Le 24 octobre, une campagne de distribution du ransomware Bad Rabbit a principalement frappé la Russie, l'Ukraine et des pays en Europe de l'Est. A priori, pas de victimes en France, souligne le CERT-FR. Toutes les attaques ont eu lieu en début de semaine, et c'est depuis le calme plat.

Plusieurs chercheurs en sécurité informatique ont mis en avant du code commun entre Bad Rabbit et NotPetya qui avait été à l'origine d'une cyberattaque mondiale en juin dernier. Toutefois, contrairement à NotPetya, Bad Rabbit n'exploite pas une vulnérabilité pour son installation.

Des sites légitimes compromis ont été les hôtes d'un script JavaScript redirigeant vers un serveur malveillant.
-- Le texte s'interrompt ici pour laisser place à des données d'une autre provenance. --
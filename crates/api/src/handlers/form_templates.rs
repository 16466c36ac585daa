//! Starter templates for the form builder. Readable by anyone, managed by
//! admins.

use axum::extract::{Path, State};
use axum::http::StatusCode;
use axum::Json;
use serde::Deserialize;
use serde_json::{json, Value};
use widgetry_core::config_merge::{update_section, Patch};
use widgetry_core::error::CoreError;
use widgetry_core::types::DbId;
use widgetry_db::models::form_template::{FormTemplate, FormTemplateWrite};
use widgetry_db::repositories::FormTemplateRepo;

use crate::error::{AppError, AppResult};
use crate::middleware::rbac::RequireAdmin;
use crate::response::DataResponse;
use crate::state::AppState;

/// Create/update body; absent keys keep stored values.
#[derive(Debug, Default, Deserialize)]
#[serde(default)]
pub struct FormTemplatePayload {
    pub image: Patch<String>,
    pub fields: Patch<Value>,
    pub header_enabled: Patch<bool>,
    pub header_title: Patch<String>,
    pub header_caption: Patch<String>,
    pub submit_button: Patch<Value>,
    pub footer: Patch<String>,
    pub embed_type: Patch<String>,
    pub color_scheme: Patch<String>,
    pub accent_color: Patch<String>,
    pub bg_color: Patch<String>,
}

impl FormTemplatePayload {
    fn apply(self, target: &mut FormTemplateWrite) -> AppResult<()> {
        target.image = self.image.resolve(target.image.take());
        target.fields = self.fields.unwrap_or(std::mem::take(&mut target.fields));
        target.header_enabled = self.header_enabled.unwrap_or(target.header_enabled);
        target.header_title = self.header_title.unwrap_or(std::mem::take(&mut target.header_title));
        target.header_caption = self
            .header_caption
            .unwrap_or(std::mem::take(&mut target.header_caption));
        target.submit_button =
            update_section("submit_button", target.submit_button.take(), &self.submit_button)?;
        target.footer = self.footer.unwrap_or(std::mem::take(&mut target.footer));
        target.embed_type = self.embed_type.unwrap_or(std::mem::take(&mut target.embed_type));
        target.color_scheme = self.color_scheme.unwrap_or(std::mem::take(&mut target.color_scheme));
        target.accent_color = self.accent_color.unwrap_or(std::mem::take(&mut target.accent_color));
        target.bg_color = self.bg_color.unwrap_or(std::mem::take(&mut target.bg_color));

        if !target.fields.is_array() {
            return Err(AppError::Core(CoreError::Validation(
                "fields must be a list".into(),
            )));
        }
        Ok(())
    }
}

fn render(state: &AppState, template: &FormTemplate) -> AppResult<Value> {
    let mut value =
        serde_json::to_value(template).map_err(|e| AppError::InternalError(e.to_string()))?;
    if let Some(image) = template.image.as_deref() {
        value["image"] = json!(state.config.media_url(image));
    }
    Ok(value)
}

async fn find(state: &AppState, id: DbId) -> AppResult<FormTemplate> {
    FormTemplateRepo::find_by_id(&state.pool, id)
        .await?
        .ok_or_else(|| AppError::Core(CoreError::not_found("FormTemplate", id)))
}

/// GET /api/v1/form-templates
pub async fn list_templates(State(state): State<AppState>) -> AppResult<Json<DataResponse<Vec<Value>>>> {
    let templates = FormTemplateRepo::list(&state.pool).await?;
    let data = templates
        .iter()
        .map(|t| render(&state, t))
        .collect::<AppResult<Vec<_>>>()?;
    Ok(Json(DataResponse { data }))
}

/// GET /api/v1/form-templates/{id}
pub async fn get_template(
    State(state): State<AppState>,
    Path(id): Path<DbId>,
) -> AppResult<Json<DataResponse<Value>>> {
    let template = find(&state, id).await?;
    Ok(Json(DataResponse {
        data: render(&state, &template)?,
    }))
}

/// POST /api/v1/form-templates (admin only)
pub async fn create_template(
    State(state): State<AppState>,
    RequireAdmin(admin): RequireAdmin,
    Json(payload): Json<FormTemplatePayload>,
) -> AppResult<(StatusCode, Json<DataResponse<Value>>)> {
    let mut write = FormTemplateWrite {
        fields: json!([]),
        header_enabled: true,
        ..FormTemplateWrite::default()
    };
    payload.apply(&mut write)?;

    let template = FormTemplateRepo::create(&state.pool, &write).await?;
    tracing::info!(template_id = template.id, admin_id = admin.user_id, "Form template created");
    Ok((
        StatusCode::CREATED,
        Json(DataResponse {
            data: render(&state, &template)?,
        }),
    ))
}

/// PUT/PATCH /api/v1/form-templates/{id} (admin only)
pub async fn update_template(
    State(state): State<AppState>,
    RequireAdmin(_admin): RequireAdmin,
    Path(id): Path<DbId>,
    Json(payload): Json<FormTemplatePayload>,
) -> AppResult<Json<DataResponse<Value>>> {
    let existing = find(&state, id).await?;
    let mut write = FormTemplateWrite::from(&existing);
    payload.apply(&mut write)?;

    let template = FormTemplateRepo::update(&state.pool, id, &write)
        .await?
        .ok_or_else(|| AppError::Core(CoreError::not_found("FormTemplate", id)))?;
    Ok(Json(DataResponse {
        data: render(&state, &template)?,
    }))
}

/// DELETE /api/v1/form-templates/{id} (admin only)
pub async fn delete_template(
    State(state): State<AppState>,
    RequireAdmin(admin): RequireAdmin,
    Path(id): Path<DbId>,
) -> AppResult<StatusCode> {
    if !FormTemplateRepo::delete(&state.pool, id).await? {
        return Err(AppError::Core(CoreError::not_found("FormTemplate", id)));
    }
    tracing::info!(template_id = id, admin_id = admin.user_id, "Form template deleted");
    Ok(StatusCode::NO_CONTENT)
}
Les victimes ont été incitées à télécharger, puis installer manuellement une prétendue mise à jour d'Adobe Flash Player (install_flash_player.exe).

Bad Rabbit utilise notamment du code de l'outil légitime DiskCryptor pour chiffrer des fichiers présents sur l'ordinateur Windows infecté, tandis que le Master Boot Record (MBR) est modifié afin d'afficher une demande de rançon au redémarrage.

Bad-Rabbit

Afin de se propager dans un réseau interne, Bad Rabbit s'appuie sur le protocole SMB, mais toujours sans exploiter une vulnérabilité comme le faisait NotPetya avec des exploits fuités de la NSA. Il essaie par exemple de récupérer des mots de passe administrateurs en mémoire système, et n'a pas de capacité de ver informatique.
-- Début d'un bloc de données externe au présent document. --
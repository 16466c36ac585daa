//! Access tokens and refresh tokens.
//!
//! Access tokens are HS256 JWTs carrying [`Claims`]. Refresh tokens are
//! opaque random strings; the server keeps only their SHA-256 digest in
//! `user_sessions`.

use chrono::Utc;
use jsonwebtoken::{decode, encode, DecodingKey, EncodingKey, Header, Validation};
use serde::{Deserialize, Serialize};
use sha2::{Digest, Sha256};
use uuid::Uuid;
use widgetry_core::types::DbId;

/// Default access token expiry in minutes.
const DEFAULT_ACCESS_EXPIRY_MINS: i64 = 15;
/// Default refresh token expiry in days.
const DEFAULT_REFRESH_EXPIRY_DAYS: i64 = 7;

/// Payload of every access token.
#[derive(Debug, Serialize, Deserialize, Clone)]
pub struct Claims {
    /// User id.
    pub sub: DbId,
    /// `"admin"` for staff accounts, `"user"` otherwise.
    pub role: String,
    pub exp: i64,
    pub iat: i64,
    /// Random token id.
    pub jti: String,
}

/// Signing key and token lifetimes.
#[derive(Debug, Clone)]
pub struct JwtConfig {
    pub secret: String,
    pub access_token_expiry_mins: i64,
    pub refresh_token_expiry_days: i64,
}

impl JwtConfig {
    /// Load JWT configuration from environment variables.
    ///
    /// | Env Var                    | Required | Default |
    /// |----------------------------|----------|---------|
    /// | `JWT_SECRET`               | **yes**  | --      |
    /// | `JWT_ACCESS_EXPIRY_MINS`   | no       | `15`    |
    /// | `JWT_REFRESH_EXPIRY_DAYS`  | no       | `7`     |
    ///
    /// # Panics
    ///
    /// Panics if `JWT_SECRET` is unset or empty, or a lifetime is not a number.
    pub fn from_env() -> Self {
        let secret =
            std::env::var("JWT_SECRET").expect("JWT_SECRET must be set in the environment");
        assert!(!secret.is_empty(), "JWT_SECRET must not be empty");

        let access_token_expiry_mins: i64 = std::env::var("JWT_ACCESS_EXPIRY_MINS")
            .unwrap_or_else(|_| DEFAULT_ACCESS_EXPIRY_MINS.to_string())
            .parse()
            .expect("JWT_ACCESS_EXPIRY_MINS must be a valid i64");

        let refresh_token_expiry_days: i64 = std::env::var("JWT_REFRESH_EXPIRY_DAYS")
            .unwrap_or_else(|_| DEFAULT_REFRESH_EXPIRY_DAYS.to_string())
            .parse()
            .expect("JWT_REFRESH_EXPIRY_DAYS must be a valid i64");

        Self {
            secret,
            access_token_expiry_mins,
            refresh_token_expiry_days,
        }
    }

    /// Access token lifetime in seconds, as reported to clients.
    pub fn access_expires_in(&self) -> i64 {
        self.access_token_expiry_mins * 60
    }
}

/// Sign an access token for `user_id` with `role`.
pub fn generate_access_token(
    user_id: DbId,
    role: &str,
    config: &JwtConfig,
) -> Result<String, jsonwebtoken::errors::Error> {
    let iat = Utc::now().timestamp();
    let claims = Claims {
        sub: user_id,
        role: role.to_string(),
        exp: iat + config.access_expires_in(),
        iat,
        jti: Uuid::new_v4().to_string(),
    };

    encode(
        &Header::default(),
        &claims,
        &EncodingKey::from_secret(config.secret.as_bytes()),
    )
}

/// Check signature and expiry, returning the embedded [`Claims`].
pub fn validate_token(
    token: &str,
    config: &JwtConfig,
) -> Result<Claims, jsonwebtoken::errors::Error> {
    decode::<Claims>(
        token,
        &DecodingKey::from_secret(config.secret.as_bytes()),
        &Validation::default(),
    )
    .map(|data| data.claims)
}

/// A new refresh token as `(plaintext, sha256_hex)`. Only the digest is
/// persisted.
pub fn generate_refresh_token() -> (String, String) {
    let plaintext = Uuid::new_v4().simple().to_string();
    let hash = hash_refresh_token(&plaintext);
    (plaintext, hash)
}

/// SHA-256 hex digest of a refresh token.
pub fn hash_refresh_token(token: &str) -> String {
    format!("{:x}", Sha256::digest(token.as_bytes()))
}

#[cfg(test)]
mod tests {
    use widgetry_core::roles::{ROLE_ADMIN, ROLE_USER};

    use super::*;

    fn config(secret: &str) -> JwtConfig {
        JwtConfig {
            secret: secret.to_string(),
            access_token_expiry_mins: 15,
            refresh_token_expiry_days: 7,
        }
    }

    #[test]
    fn access_token_round_trips_claims() {
        let cfg = config("widgetry-test-secret");
        let token = generate_access_token(42, ROLE_ADMIN, &cfg).unwrap();
        let claims = validate_token(&token, &cfg).unwrap();

        assert_eq!(claims.sub, 42);
        assert_eq!(claims.role, ROLE_ADMIN);
        assert_eq!(claims.exp - claims.iat, 15 * 60);
        assert!(!claims.jti.is_empty());
    }

    #[test]
    fn expired_token_is_rejected() {
        let cfg = config("widgetry-test-secret");
        let now = Utc::now().timestamp();
        // Past the default 60 second leeway.
        let claims = Claims {
            sub: 1,
            role: ROLE_USER.to_string(),
            exp: now - 300,
            iat: now - 1200,
            jti: Uuid::new_v4().to_string(),
        };
        let token = encode(
            &Header::default(),
            &claims,
            &EncodingKey::from_secret(cfg.secret.as_bytes()),
        )
        .unwrap();

        assert!(validate_token(&token, &cfg).is_err());
    }

    #[test]
    fn token_from_another_secret_is_rejected() {
        let token = generate_access_token(1, ROLE_USER, &config("alpha")).unwrap();
        assert!(validate_token(&token, &config("bravo")).is_err());
    }

    #[test]
    fn refresh_token_digest_is_stable_hex() {
        let (plaintext, hash) = generate_refresh_token();
        assert_eq!(hash, hash_refresh_token(&plaintext));
        assert_eq!(hash.len(), 64);
        assert_ne!(plaintext, generate_refresh_token().0);
    }
}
Selon Kaspersky Lab, Bad Rabbit a fait près de 200 victimes. " Une fois l'infection largement répandue et le début de l'investigation des entreprises de sécurité, les cyberattaquants ont immédiatement supprimé le code malveillant qui avait été ajouté aux sites hackés. "

L'éditeur russe ajoute que l'algorithme de hachage utilisé lors de l'attaque Bad Rabbit est similaire à celui utilisé par ExPetr qui est autrement connu en tant que NotPetya. De plus, les deux attaques ont utilisé les mêmes domaines.

L'attaque par Bad Rabbit aurait été fomentée à partir du mois de juillet avec la compromission de certains sites. RiskIQ a cependant trouvé des traces du vecteur de distribution de Bad Rabbit remontant à début 2016.

Pour Bitdefender, Bad Rabbit est " une nouvelle souche du ransomware GoldenEye ", ce qui fait également référence à NotPetya. ESET avait estimé qu'il existait un lien entre NotPetya et le groupe TeleBots.